One important feature in the externals of the Tolbooth was, that about one third of the building, including the turnpike, was of ashlar work—that is, smooth freestone—while the rest seemed of coarser and more modern construction, besides having a turnpike about the centre, without a door at the bottom. The floors of the "west end," as it was always called, were somewhat above the level of those in the "east end," and in recent times the purposes of these different quarters was quite distinct— the former containing the debtors, and the latter the criminals. As the "east end " contained the hall in which the Scottish Parliament formerly met, we may safely suppose it to have been the oldest part of the building—an hypothesis which derives additional credit from the various appearance of the two quarters —the one having been apparently designed for a more noble purpose than the other. The eastern division must have been of vast antiquity, as James the Third fenced a Parliament in it, and the magistrates of Edinburgh let the lower flat for booths or shops, so early as the year 1480.

On passing the outer door, where the rioters of 1736 thundered with their sledge-hammers, and finally burnt down all that interposed between them and their prey, the keeper instantly involved the entrant in darkness by re-closing the gloomy portal. A flight of about twenty steps then led to an inner door, which, being duly knocked, was opened by a bottle-nosed personage denominated "Peter," who, like his sainted namesake, always carried two or three large keys. You then entered "the hall," which, being free to all the prisoners except those of the "east end," was usually filled with a crowd of shabby-looking, but very merry loungers.

This being also the chapel of the jail, contained an old pulpit of singular fashion,—such a pulpit as one could imagine John Knox to have preached from; which, indeed, he was traditionally said to have actually done. At the right-hand side of the pulpit was a door leading up the large turnpike to the apartments occupied by the criminals, one of which was of plate-iron.
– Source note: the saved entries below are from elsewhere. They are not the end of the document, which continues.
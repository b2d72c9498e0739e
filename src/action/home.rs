use serde::{Deserialize, Serialize};
use strum::Display;

#[derive(Debug, Clone, Copy, PartialEq, Eq, Serialize, Display, Deserialize)]
pub enum HomeAction {
    Up,
    Down,
    Select,
}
This door was always shut, except when food was taken up to the prisoners.

On the north side of the hall was the "Captain's Room," a small place like a counting-room, but adorned with two fearful old muskets and a sword, together with the sheath of a bayonet, and one or two bandeliers, alike understood to hang there for the defence of the jail. On the west end of the hall hung a board, on which—the production, probably, of some insolvent poetaster— were inscribed the following emphatic lines:—

A prison is a house of care.
A place where none can thrive.
A touchstone true to try a friend,
A grave for men alive—
Sometimes a place of right,
Sometimes a place of wrong.
Sometimes a place for jades and thieves,
And honest men among.

The historical recollections connected with "the hall" ought not to be passed over. Here Mary delivered what Lindsay and other old historians call her "painted orations." Here Murray wheedled, and Morion frowned. This was the scene of Charles's ill-omened attempts to revoke the possessions of the Church; and here, when his commissioner, Nithsdale, was deputed to urge that measure, did the Presbyterian nobles prepare to set active violence in opposition to the claims of right and the royal will. On that occasion, old Belhaven, under pretence of infirmity, took hold of his neighbour, the Earl of Dumfries, with one hand, while with the other he grasped a dagger beneath his clothes, ready, in case the act of revocation were passed, to plunge it into his bosom.
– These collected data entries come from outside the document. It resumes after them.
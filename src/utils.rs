use std::path::PathBuf;

use color_eyre::eyre::Result;
use directories::ProjectDirs;
use lazy_static::lazy_static;
use tracing::error;
use tracing_error::ErrorLayer;
use tracing_subscriber::{self, layer::SubscriberExt, util::SubscriberInitExt, EnvFilter, Layer};

const VERSION_MESSAGE: &str = concat!(env!("CARGO_PKG_VERSION"), " (", env!("CARGO_PKG_NAME"), ")");

lazy_static! {
    pub static ref PROJECT_NAME: String = env!("CARGO_CRATE_NAME").to_uppercase().to_string();
    pub static ref DATA_FOLDER: Option<PathBuf> =
        std::env::var(format!("{}_DATA", PROJECT_NAME.clone())).ok().map(PathBuf::from);
    pub static ref CONFIG_FOLDER: Option<PathBuf> =
        std::env::var(format!("{}_CONFIG", PROJECT_NAME.clone())).ok().map(PathBuf::from);
    pub static ref LOG_ENV: String = format!("{}_LOGLEVEL", PROJECT_NAME.clone());
    pub static ref LOG_FILE: String = format!("{}.log", env!("CARGO_PKG_NAME"));
}

fn project_directory() -> Option<ProjectDirs> {
    ProjectDirs::from("com", "flappy", env!("CARGO_PKG_NAME"))
}

pub fn initialize_panic_handler() -> Result<()> {
    let (panic_hook, eyre_hook) = color_eyre::config::HookBuilder::default()
        .panic_section(format!("This is a bug. The log file is {}", get_data_dir().join(LOG_FILE.clone()).display()))
        .capture_span_trace_by_default(false)
        .display_location_section(false)
        .display_env_section(false)
        .into_hooks();
    eyre_hook.install()?;
    std::panic::set_hook(Box::new(move |panic_info| {
        if let Err(r) = crate::tui::restore() {
            error!("Unable to exit Terminal: {:?}", r);
        }

        #[cfg(not(debug_assertions))]
        {
            use human_panic::{handle_dump, metadata, print_msg};
            let meta = metadata!();
            let file_path = handle_dump(&meta, panic_info);
            if let Err(e) = print_msg(file_path, &meta) {
                eprintln!("human-panic: printing error message to console failed: {e}");
            }
            eprintln!("{}", panic_hook.panic_report(panic_info)); // prints color-eyre stack trace to stderr
        }
        let msg = format!("{}", panic_hook.panic_report(panic_info));
        log::error!("Error: {}", strip_ansi_escapes::strip_str(msg));

        #[cfg(debug_assertions)]
        {
            // Better Panic stacktrace that is only enabled when debugging.
            better_panic::Settings::auto()
                .most_recent_first(false)
                .lineno_suffix(true)
                .verbosity(better_panic::Verbosity::Full)
                .create_panic_handler()(panic_info);
        }

        std::process::exit(libc::EXIT_FAILURE);
    }));
    Ok(())
}

pub fn get_data_dir() -> PathBuf {
    if let Some(s) = DATA_FOLDER.clone() {
        s
    } else if let Some(proj_dirs) = project_directory() {
        proj_dirs.data_local_dir().to_path_buf()
    } else {
        PathBuf::from(".").join(".data")
    }
}

pub fn get_config_dir() -> PathBuf {
    if let Some(s) = CONFIG_FOLDER.clone() {
        s
    } else if let Some(proj_dirs) = project_directory() {
        proj_dirs.config_local_dir().to_path_buf()
    } else {
        PathBuf::from(".").join(".config")
    }
}

/// Logs go to a file in the data directory; the terminal belongs to the game.
pub fn initialize_logging() -> Result<()> {
    let directory = get_data_dir();
    std::fs::create_dir_all(directory.clone())?;
    let log_path = directory.join(LOG_FILE.clone());
    let log_file = std::fs::File::create(log_path)?;
    let default_directive = format!("{}=info", env!("CARGO_CRATE_NAME"));
    let env_filter = std::env::var("RUST_LOG")
        .or_else(|_| std::env::var(LOG_ENV.clone()))
        .map(EnvFilter::new)
        .unwrap_or_else(|_| EnvFilter::new(default_directive));
    let file_subscriber = tracing_subscriber::fmt::layer()
        .with_file(true)
        .with_line_number(true)
        .with_writer(log_file)
        .with_target(false)
        .with_ansi(false)
        .with_filter(env_filter);
    tracing_subscriber::registry().with(file_subscriber).with(ErrorLayer::default()).try_init()?;
    Ok(())
}

pub fn version() -> String {
    let author = clap::crate_authors!();

    let config_dir_path = get_config_dir().display().to_string();
    let data_dir_path = get_data_dir().display().to_string();

    format!(
        "\
{VERSION_MESSAGE}

Authors: {author}

Config directory: {config_dir_path}
Data directory: {data_dir_path}"
    )
}

#[cfg(test)]
mod tests {
    use pretty_assertions::assert_eq;

    use super::*;

    #[test]
    fn test_log_names_follow_the_crate() {
        assert_eq!(PROJECT_NAME.as_str(), "FLAPPY_RS");
        assert_eq!(LOG_ENV.as_str(), "FLAPPY_RS_LOGLEVEL");
        assert_eq!(LOG_FILE.as_str(), "flappy-rs.log");
    }

    #[test]
    fn test_version_mentions_directories() {
        let version = version();
        assert!(version.starts_with(env!("CARGO_PKG_VERSION")));
        assert!(version.contains("Config directory"));
    }
}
From the hall a lobby extended to the bottom of the central staircase already mentioned, which led to the different apartments—about twelve in number— appropriated to the use of the debtors. This stair was narrow, spiral, and steep—three bad qualities, which the stranger found but imperfectly obviated by the use of a greasy rope that served by way of balustrade. This nasty convenience was not rendered one whit more comfortable by the intelligence, usually communicated by some of the inmates, that it had hanged a man! In the apartments to which this stair led, there was nothing remarkable, except that in one of them part of the wall seemed badly plastered. This was the temporary covering of the square hole through which the gallows-tree was planted. We remember communing with a person who lodged in this room at the time of an execution. He had had the curiosity, in the impossibility of seeing the execution, to try if he could feel it. At the time when he heard the psalms and other devotions

of the culprit concluded, and when he knew, from the awful silence of the crowd, that the signal was just about to be given, he sat down upon the end of the beam, and soon after distinctly felt the motion occasioned by the fall of the unfortunate person, and thus, as it were, played at "see-saw" with the criminal.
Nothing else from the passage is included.